Exercise —
Since the entries below must stay intact, return each one exactly.

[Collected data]
╔══

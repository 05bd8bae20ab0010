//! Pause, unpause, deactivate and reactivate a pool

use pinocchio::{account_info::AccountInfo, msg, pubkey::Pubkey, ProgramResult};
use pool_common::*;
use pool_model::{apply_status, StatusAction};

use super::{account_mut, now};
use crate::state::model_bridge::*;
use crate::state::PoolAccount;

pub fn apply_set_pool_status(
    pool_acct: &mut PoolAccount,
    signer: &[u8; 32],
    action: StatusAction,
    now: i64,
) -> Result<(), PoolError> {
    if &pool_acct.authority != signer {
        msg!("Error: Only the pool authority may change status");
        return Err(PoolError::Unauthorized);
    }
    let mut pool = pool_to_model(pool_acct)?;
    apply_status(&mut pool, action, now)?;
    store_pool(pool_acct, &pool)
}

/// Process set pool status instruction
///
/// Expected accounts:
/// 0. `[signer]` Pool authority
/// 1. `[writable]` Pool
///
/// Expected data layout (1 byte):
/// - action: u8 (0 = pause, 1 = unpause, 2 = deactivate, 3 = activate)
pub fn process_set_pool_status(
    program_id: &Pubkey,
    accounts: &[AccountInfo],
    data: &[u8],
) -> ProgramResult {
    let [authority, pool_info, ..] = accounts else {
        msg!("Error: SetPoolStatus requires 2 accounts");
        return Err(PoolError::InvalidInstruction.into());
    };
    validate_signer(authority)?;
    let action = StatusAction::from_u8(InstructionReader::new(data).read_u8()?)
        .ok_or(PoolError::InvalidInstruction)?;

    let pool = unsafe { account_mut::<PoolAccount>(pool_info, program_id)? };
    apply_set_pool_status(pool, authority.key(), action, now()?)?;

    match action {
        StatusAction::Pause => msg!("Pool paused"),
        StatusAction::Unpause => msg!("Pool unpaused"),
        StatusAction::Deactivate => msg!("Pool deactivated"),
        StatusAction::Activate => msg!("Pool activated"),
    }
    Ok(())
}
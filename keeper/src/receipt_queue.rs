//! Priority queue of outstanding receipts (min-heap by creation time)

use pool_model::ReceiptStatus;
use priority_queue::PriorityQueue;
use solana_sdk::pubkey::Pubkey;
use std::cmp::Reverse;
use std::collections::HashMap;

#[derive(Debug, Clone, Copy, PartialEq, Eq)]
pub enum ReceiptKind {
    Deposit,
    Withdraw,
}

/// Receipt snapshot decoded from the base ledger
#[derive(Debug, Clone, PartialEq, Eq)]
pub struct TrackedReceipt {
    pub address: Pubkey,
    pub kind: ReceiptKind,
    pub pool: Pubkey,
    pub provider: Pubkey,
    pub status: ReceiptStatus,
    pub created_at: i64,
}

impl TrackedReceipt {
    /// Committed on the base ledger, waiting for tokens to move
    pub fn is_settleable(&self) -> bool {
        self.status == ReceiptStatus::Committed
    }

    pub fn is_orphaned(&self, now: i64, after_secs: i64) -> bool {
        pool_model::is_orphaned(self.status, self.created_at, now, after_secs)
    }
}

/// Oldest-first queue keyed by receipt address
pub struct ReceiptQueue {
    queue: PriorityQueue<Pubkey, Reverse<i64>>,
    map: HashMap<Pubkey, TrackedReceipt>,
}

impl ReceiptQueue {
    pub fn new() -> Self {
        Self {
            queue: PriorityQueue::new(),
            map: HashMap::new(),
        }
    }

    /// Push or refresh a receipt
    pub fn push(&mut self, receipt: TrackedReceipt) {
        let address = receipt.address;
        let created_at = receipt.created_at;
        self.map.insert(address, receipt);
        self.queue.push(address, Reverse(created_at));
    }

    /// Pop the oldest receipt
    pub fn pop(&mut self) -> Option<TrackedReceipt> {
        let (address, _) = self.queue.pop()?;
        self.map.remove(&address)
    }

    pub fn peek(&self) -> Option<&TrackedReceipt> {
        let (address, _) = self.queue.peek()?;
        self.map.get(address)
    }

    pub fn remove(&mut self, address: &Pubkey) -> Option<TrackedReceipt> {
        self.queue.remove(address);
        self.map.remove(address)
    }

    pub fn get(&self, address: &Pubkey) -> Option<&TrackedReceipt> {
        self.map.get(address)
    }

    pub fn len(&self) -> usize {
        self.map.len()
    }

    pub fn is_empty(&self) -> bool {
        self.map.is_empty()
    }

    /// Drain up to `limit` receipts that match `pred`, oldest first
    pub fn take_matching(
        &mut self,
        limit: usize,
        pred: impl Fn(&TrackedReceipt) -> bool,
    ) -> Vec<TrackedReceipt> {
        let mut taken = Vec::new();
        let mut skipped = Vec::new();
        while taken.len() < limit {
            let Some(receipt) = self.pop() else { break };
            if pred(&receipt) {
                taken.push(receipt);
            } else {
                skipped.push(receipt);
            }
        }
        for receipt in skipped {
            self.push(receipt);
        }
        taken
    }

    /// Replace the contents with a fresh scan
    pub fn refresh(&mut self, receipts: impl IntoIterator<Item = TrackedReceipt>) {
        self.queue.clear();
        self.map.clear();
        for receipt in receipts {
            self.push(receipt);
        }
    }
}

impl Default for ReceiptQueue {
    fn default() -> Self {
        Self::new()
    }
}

╚══

Output —
repository 05bd8bae20ab0010
//! Pause, unpause, deactivate and reactivate a pool

use pinocchio::{account_info::AccountInfo, msg, pubkey::Pubkey, ProgramResult};
use pool_common::*;
use pool_model::{apply_status, StatusAction};

use super::{account_mut, now};
use crate::state::model_bridge::*;
use crate::state::PoolAccount;

pub fn apply_set_pool_status(
    pool_acct: &mut PoolAccount,
    signer: &[u8; 32],
    action: StatusAction,
    now: i64,
) -> Result<(), PoolError> {
    if &pool_acct.authority != signer {
        msg!("Error: Only the pool authority may change status");
        return Err(PoolError::Unauthorized);
    }
    let mut pool = pool_to_model(pool_acct)?;
    apply_status(&mut pool, action, now)?;
    store_pool(pool_acct, &pool)
}

/// Process set pool status instruction
///
/// Expected accounts:
/// 0. `[signer]` Pool authority
/// 1. `[writable]` Pool
///
/// Expected data layout (1 byte):
/// - action: u8 (0 = pause, 1 = unpause, 2 = deactivate, 3 = activate)
pub fn process_set_pool_status(
    program_id: &Pubkey,
    accounts: &[AccountInfo],
    data: &[u8],
) -> ProgramResult {
    let [authority, pool_info, ..] = accounts else {
        msg!("Error: SetPoolStatus requires 2 accounts");
        return Err(PoolError::InvalidInstruction.into());
    };
    validate_signer(authority)?;
    let action = StatusAction::from_u8(InstructionReader::new(data).read_u8()?)
        .ok_or(PoolError::InvalidInstruction)?;

    let pool = unsafe { account_mut::<PoolAccount>(pool_info, program_id)? };
    apply_set_pool_status(pool, authority.key(), action, now()?)?;

    match action {
        StatusAction::Pause => msg!("Pool paused"),
        StatusAction::Unpause => msg!("Pool unpaused"),
        StatusAction::Deactivate => msg!("Pool deactivated"),
        StatusAction::Activate => msg!("Pool activated"),
    }
    Ok(())
}
filename keeper/src/receipt_queue.rs
//! Priority queue of outstanding receipts (min-heap by creation time)

use pool_model::ReceiptStatus;
use priority_queue::PriorityQueue;
use solana_sdk::pubkey::Pubkey;
use std::cmp::Reverse;
use std::collections::HashMap;

#[derive(Debug, Clone, Copy, PartialEq, Eq)]
pub enum ReceiptKind {
    Deposit,
    Withdraw,
}

/// Receipt snapshot decoded from the base ledger
#[derive(Debug, Clone, PartialEq, Eq)]
pub struct TrackedReceipt {
    pub address: Pubkey,
    pub kind: ReceiptKind,
    pub pool: Pubkey,
    pub provider: Pubkey,
    pub status: ReceiptStatus,
    pub created_at: i64,
}

impl TrackedReceipt {
    /// Committed on the base ledger, waiting for tokens to move
    pub fn is_settleable(&self) -> bool {
        self.status == ReceiptStatus::Committed
    }

    pub fn is_orphaned(&self, now: i64, after_secs: i64) -> bool {
        pool_model::is_orphaned(self.status, self.created_at, now, after_secs)
    }
}

/// Oldest-first queue keyed by receipt address
pub struct ReceiptQueue {
    queue: PriorityQueue<Pubkey, Reverse<i64>>,
    map: HashMap<Pubkey, TrackedReceipt>,
}

impl ReceiptQueue {
    pub fn new() -> Self {
        Self {
            queue: PriorityQueue::new(),
            map: HashMap::new(),
        }
    }

    /// Push or refresh a receipt
    pub fn push(&mut self, receipt: TrackedReceipt) {
        let address = receipt.address;
        let created_at = receipt.created_at;
        self.map.insert(address, receipt);
        self.queue.push(address, Reverse(created_at));
    }

    /// Pop the oldest receipt
    pub fn pop(&mut self) -> Option<TrackedReceipt> {
        let (address, _) = self.queue.pop()?;
        self.map.remove(&address)
    }

    pub fn peek(&self) -> Option<&TrackedReceipt> {
        let (address, _) = self.queue.peek()?;
        self.map.get(address)
    }

    pub fn remove(&mut self, address: &Pubkey) -> Option<TrackedReceipt> {
        self.queue.remove(address);
        self.map.remove(address)
    }

    pub fn get(&self, address: &Pubkey) -> Option<&TrackedReceipt> {
        self.map.get(address)
    }

    pub fn len(&self) -> usize {
        self.map.len()
    }

    pub fn is_empty(&self) -> bool {
        self.map.is_empty()
    }

    /// Drain up to `limit` receipts that match `pred`, oldest first
    pub fn take_matching(
        &mut self,
        limit: usize,
        pred: impl Fn(&TrackedReceipt) -> bool,
    ) -> Vec<TrackedReceipt> {
        let mut taken = Vec::new();
        let mut skipped = Vec::new();
        while taken.len() < limit {
            let Some(receipt) = self.pop() else { break };
            if pred(&receipt) {
                taken.push(receipt);
            } else {
                skipped.push(receipt);
            }
        }
        for receipt in skipped {
            self.push(receipt);
        }
        taken
    }

    /// Replace the contents with a fresh scan
    pub fn refresh(&mut self, receipts: impl IntoIterator<Item = TrackedReceipt>) {
        self.queue.clear();
        self.map.clear();
        for receipt in receipts {
            self.push(receipt);
        }
    }
}

impl Default for ReceiptQueue {
    fn default() -> Self {
        Self::new()
    }
}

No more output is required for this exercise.